◆ Directions
In how many lines of the records does "JsonRecord" appear? Answer with one number.

◆ Supplied information
//! Entity handlers - validate requests and apply them to the record store.
//!
//! Temporary ids only ever exist on clients. A request that names one is a
//! client bug (it tried to update or delete before its create settled), so
//! it is rejected instead of answered with 404.

use crate::error::{AppError, Result};
use crate::AppState;
use paddock_engine::{is_temp_id, JsonRecord};
use serde_json::{Map, Value};

/// Kinds are path segments: lowercase ASCII letters, digits, `_` and `-`.
pub fn is_valid_kind(kind: &str) -> bool {
    !kind.is_empty()
        && kind
            .bytes()
            .all(|b| b.is_ascii_lowercase() || b.is_ascii_digit() || b == b'_' || b == b'-')
}

fn check_kind(kind: &str) -> Result<()> {
    if is_valid_kind(kind) {
        Ok(())
    } else {
        Err(AppError::InvalidKind(kind.to_string()))
    }
}

fn check_id(id: &str) -> Result<()> {
    if is_temp_id(id) {
        Err(AppError::TemporaryId(id.to_string()))
    } else {
        Ok(())
    }
}

fn check_available(state: &AppState, kind: &str) -> Result<()> {
    if state.config.should_fail(kind) {
        Err(AppError::Unavailable(kind.to_string()))
    } else {
        Ok(())
    }
}

fn into_fields(body: Value) -> Result<Map<String, Value>> {
    match body {
        Value::Object(fields) => Ok(fields),
        other => Err(AppError::BadRequest(format!(
            "expected a JSON object, got {}",
            json_type(&other)
        ))),
    }
}

fn json_type(value: &Value) -> &'static str {
    match value {
        Value::Null => "null",
        Value::Bool(_) => "boolean",
        Value::Number(_) => "number",
        Value::String(_) => "string",
        Value::Array(_) => "array",
        Value::Object(_) => "object",
    }
}

/// List every record of `kind`.
pub fn handle_list(state: &AppState, kind: &str) -> Result<Vec<JsonRecord>> {
    check_kind(kind)?;
    Ok(state.store.list(kind))
}

/// Fetch one record.
pub fn handle_get(state: &AppState, kind: &str, id: &str) -> Result<JsonRecord> {
    check_kind(kind)?;
    check_id(id)?;
    state.store.get(kind, id).ok_or_else(|| not_found(kind, id))
}

/// Create a record from a JSON object of domain fields.
pub fn handle_create(state: &AppState, kind: &str, body: Value) -> Result<JsonRecord> {
    check_kind(kind)?;
    check_available(state, kind)?;
    let fields = into_fields(body)?;

    let record = state.store.insert(kind, fields);
    tracing::info!("Created {} {}", kind, record.id);
    Ok(record)
}

/// Shallow-merge a JSON object into an existing record.
pub fn handle_update(state: &AppState, kind: &str, id: &str, body: Value) -> Result<JsonRecord> {
    check_kind(kind)?;
    check_id(id)?;
    check_available(state, kind)?;
    let patch = into_fields(body)?;

    let record = state
        .store
        .update(kind, id, patch)
        .ok_or_else(|| not_found(kind, id))?;
    tracing::info!("Updated {} {}", kind, id);
    Ok(record)
}

/// Delete a record.
pub fn handle_delete(state: &AppState, kind: &str, id: &str) -> Result<()> {
    check_kind(kind)?;
    check_id(id)?;
    check_available(state, kind)?;

    if !state.store.delete(kind, id) {
        return Err(not_found(kind, id));
    }
    tracing::info!("Deleted {} {}", kind, id);
    Ok(())
}

fn not_found(kind: &str, id: &str) -> AppError {
    AppError::NotFound {
        kind: kind.to_string(),
        id: id.to_string(),
    }
}

#[cfg(test)]
mod tests {
    use super::*;
    use crate::config::Config;
    use serde_json::json;

    #[test]
    fn kind_validation() {
        for kind in ["batch", "health-record", "inventory_item", "v2"] {
            assert!(is_valid_kind(kind), "{kind}");
        }
        for kind in ["", "Batch", "sale/1", "with space", "vënte"] {
            assert!(!is_valid_kind(kind), "{kind}");
        }
    }

    #[test]
    fn create_rejects_non_object() {
        let state = AppState::new(Config::default());
        let result = handle_create(&state, "batch", json!(["Broiler"]));
        assert!(matches!(result, Err(AppError::BadRequest(msg)) if msg.contains("array")));
        assert_eq!(state.store.count("batch"), 0);
    }

    #[test]
    fn temp_ids_are_rejected_before_lookup() {
        let state = AppState::new(Config::default());
        let temp = paddock_engine::generate_entity_temp_id("batch");

        assert!(matches!(
            handle_get(&state, "batch", temp.as_str()),
            Err(AppError::TemporaryId(_))
        ));
        assert!(matches!(
            handle_delete(&state, "batch", temp.as_str()),
            Err(AppError::TemporaryId(_))
        ));
    }

    #[test]
    fn failure_injection_only_blocks_mutations() {
        let state = AppState::new(Config::default().with_fail_kinds(["sale"]));

        assert!(matches!(
            handle_create(&state, "sale", json!({"total": 5})),
            Err(AppError::Unavailable(_))
        ));
        assert!(handle_list(&state, "sale").unwrap().is_empty());
        assert!(handle_create(&state, "batch", json!({})).is_ok());
    }

    #[test]
    fn update_and_delete_unknown_ids() {
        let state = AppState::new(Config::default());
        assert!(matches!(
            handle_update(&state, "batch", "batch_missing", json!({})),
            Err(AppError::NotFound { .. })
        ));
        assert!(matches!(
            handle_delete(&state, "batch", "batch_missing"),
            Err(AppError::NotFound { .. })
        ));
    }
}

◆ Output
5